What is expected: Nothing should differ. Repeat every record as written.

━━━━━ Data under study ━━━━━

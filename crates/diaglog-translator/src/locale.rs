// crates/diaglog-translator/src/locale.rs
// ============================================================================
// Module: Locale Coordinator
// Description: Ownership of the active locale and its process-wide side effects.
// Purpose: Keep the ambient message locale in sync with the translator's locale.
// Dependencies: crate::environment
// ============================================================================

//! ## Overview
//! The coordinator stores the active locale identifier and applies it as the
//! message-locale category of its [`LocaleEnvironment`] whenever the locale is
//! set or read. With the process environment this state is global: a second
//! coordinator changing its locale changes what the first one observes too.
//!
//! Locale names are never validated. An unknown name is handed to the
//! environment as-is and simply fails to match any translation table.

// ============================================================================
// SECTION: Imports
// ============================================================================

use std::fmt;
use std::sync::Arc;

use crate::environment::C_LOCALE;
use crate::environment::LocaleEnvironment;
use crate::environment::requested_message_locale;

// ============================================================================
// SECTION: Constants
// ============================================================================

/// Locale substituted when the environment resolves to the `C` baseline.
pub const DEFAULT_FALLBACK_LOCALE: &str = "en_US.UTF-8";

// ============================================================================
// SECTION: Coordinator
// ============================================================================

/// Owner of the active locale.
///
/// # Invariants
/// - After construction and after every [`LocaleCoordinator::set_locale`], the
///   environment's message-locale category equals the stored locale.
pub struct LocaleCoordinator {
    /// Active locale identifier.
    locale: String,
    /// Replacement for the `C` baseline when resolving from the environment.
    fallback_locale: String,
    /// Ambient locale state mutated on every set and read.
    environment: Arc<dyn LocaleEnvironment>,
}

impl LocaleCoordinator {
    /// Creates a coordinator with the default fallback locale.
    ///
    /// Without an explicit `locale`, the locale is resolved from the environment.
    #[must_use]
    pub fn new(locale: Option<&str>, environment: Arc<dyn LocaleEnvironment>) -> Self {
        Self::with_fallback(locale, DEFAULT_FALLBACK_LOCALE, environment)
    }

    /// Creates a coordinator with a custom replacement for the `C` baseline.
    #[must_use]
    pub fn with_fallback(
        locale: Option<&str>,
        fallback_locale: impl Into<String>,
        environment: Arc<dyn LocaleEnvironment>,
    ) -> Self {
        let mut coordinator = Self {
            locale: String::new(),
            fallback_locale: fallback_locale.into(),
            environment,
        };
        let locale = match locale {
            Some(locale) => locale.to_string(),
            None => coordinator.resolve_default_locale(),
        };
        coordinator.set_locale(locale);
        coordinator
    }

    /// Resolves the locale requested by the environment.
    ///
    /// The `C` baseline is replaced by the fallback locale because its messages
    /// differ from the fallback's source text. The result is applied as the
    /// environment's message locale.
    pub fn resolve_default_locale(&self) -> String {
        let requested = requested_message_locale(self.environment.as_ref());
        let resolved = if requested == C_LOCALE { self.fallback_locale.clone() } else { requested };
        self.environment.set_message_locale(&resolved);
        resolved
    }

    /// Stores `locale` and applies it as the environment's message locale.
    pub fn set_locale(&mut self, locale: impl Into<String>) {
        self.locale = locale.into();
        self.environment.set_message_locale(&self.locale);
    }

    /// Returns the active locale, re-applying it as the environment's message locale.
    #[must_use]
    pub fn locale(&self) -> &str {
        self.environment.set_message_locale(&self.locale);
        &self.locale
    }

    /// Returns the replacement used for the `C` baseline.
    #[must_use]
    pub fn fallback_locale(&self) -> &str {
        &self.fallback_locale
    }

    /// Returns the environment this coordinator drives.
    #[must_use]
    pub fn environment(&self) -> &dyn LocaleEnvironment {
        self.environment.as_ref()
    }
}

impl fmt::Debug for LocaleCoordinator {
    fn fmt(&self, f: &mut fmt::Formatter<'_>) -> fmt::Result {
        f.debug_struct("LocaleCoordinator")
            .field("locale", &self.locale)
            .field("fallback_locale", &self.fallback_locale)
            .finish_non_exhaustive()
    }
}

━━━━━

Written solution:
filename crates/diaglog-translator/src/locale.rs
// crates/diaglog-translator/src/locale.rs
// ============================================================================
// Module: Locale Coordinator
// Description: Ownership of the active locale and its process-wide side effects.
// Purpose: Keep the ambient message locale in sync with the translator's locale.
// Dependencies: crate::environment
// ============================================================================

//! ## Overview
//! The coordinator stores the active locale identifier and applies it as the
//! message-locale category of its [`LocaleEnvironment`] whenever the locale is
//! set or read. With the process environment this state is global: a second
//! coordinator changing its locale changes what the first one observes too.
//!
//! Locale names are never validated. An unknown name is handed to the
//! environment as-is and simply fails to match any translation table.

// ============================================================================
// SECTION: Imports
// ============================================================================

use std::fmt;
use std::sync::Arc;

use crate::environment::C_LOCALE;
use crate::environment::LocaleEnvironment;
use crate::environment::requested_message_locale;

// ============================================================================
// SECTION: Constants
// ============================================================================

/// Locale substituted when the environment resolves to the `C` baseline.
pub const DEFAULT_FALLBACK_LOCALE: &str = "en_US.UTF-8";

// ============================================================================
// SECTION: Coordinator
// ============================================================================

/// Owner of the active locale.
///
/// # Invariants
/// - After construction and after every [`LocaleCoordinator::set_locale`], the
///   environment's message-locale category equals the stored locale.
pub struct LocaleCoordinator {
    /// Active locale identifier.
    locale: String,
    /// Replacement for the `C` baseline when resolving from the environment.
    fallback_locale: String,
    /// Ambient locale state mutated on every set and read.
    environment: Arc<dyn LocaleEnvironment>,
}

impl LocaleCoordinator {
    /// Creates a coordinator with the default fallback locale.
    ///
    /// Without an explicit `locale`, the locale is resolved from the environment.
    #[must_use]
    pub fn new(locale: Option<&str>, environment: Arc<dyn LocaleEnvironment>) -> Self {
        Self::with_fallback(locale, DEFAULT_FALLBACK_LOCALE, environment)
    }

    /// Creates a coordinator with a custom replacement for the `C` baseline.
    #[must_use]
    pub fn with_fallback(
        locale: Option<&str>,
        fallback_locale: impl Into<String>,
        environment: Arc<dyn LocaleEnvironment>,
    ) -> Self {
        let mut coordinator = Self {
            locale: String::new(),
            fallback_locale: fallback_locale.into(),
            environment,
        };
        let locale = match locale {
            Some(locale) => locale.to_string(),
            None => coordinator.resolve_default_locale(),
        };
        coordinator.set_locale(locale);
        coordinator
    }

    /// Resolves the locale requested by the environment.
    ///
    /// The `C` baseline is replaced by the fallback locale because its messages
    /// differ from the fallback's source text. The result is applied as the
    /// environment's message locale.
    pub fn resolve_default_locale(&self) -> String {
        let requested = requested_message_locale(self.environment.as_ref());
        let resolved = if requested == C_LOCALE { self.fallback_locale.clone() } else { requested };
        self.environment.set_message_locale(&resolved);
        resolved
    }

    /// Stores `locale` and applies it as the environment's message locale.
    pub fn set_locale(&mut self, locale: impl Into<String>) {
        self.locale = locale.into();
        self.environment.set_message_locale(&self.locale);
    }

    /// Returns the active locale, re-applying it as the environment's message locale.
    #[must_use]
    pub fn locale(&self) -> &str {
        self.environment.set_message_locale(&self.locale);
        &self.locale
    }

    /// Returns the replacement used for the `C` baseline.
    #[must_use]
    pub fn fallback_locale(&self) -> &str {
        &self.fallback_locale
    }

    /// Returns the environment this coordinator drives.
    #[must_use]
    pub fn environment(&self) -> &dyn LocaleEnvironment {
        self.environment.as_ref()
    }
}

impl fmt::Debug for LocaleCoordinator {
    fn fmt(&self, f: &mut fmt::Formatter<'_>) -> fmt::Result {
        f.debug_struct("LocaleCoordinator")
            .field("locale", &self.locale)
            .field("fallback_locale", &self.fallback_locale)
            .finish_non_exhaustive()
    }
}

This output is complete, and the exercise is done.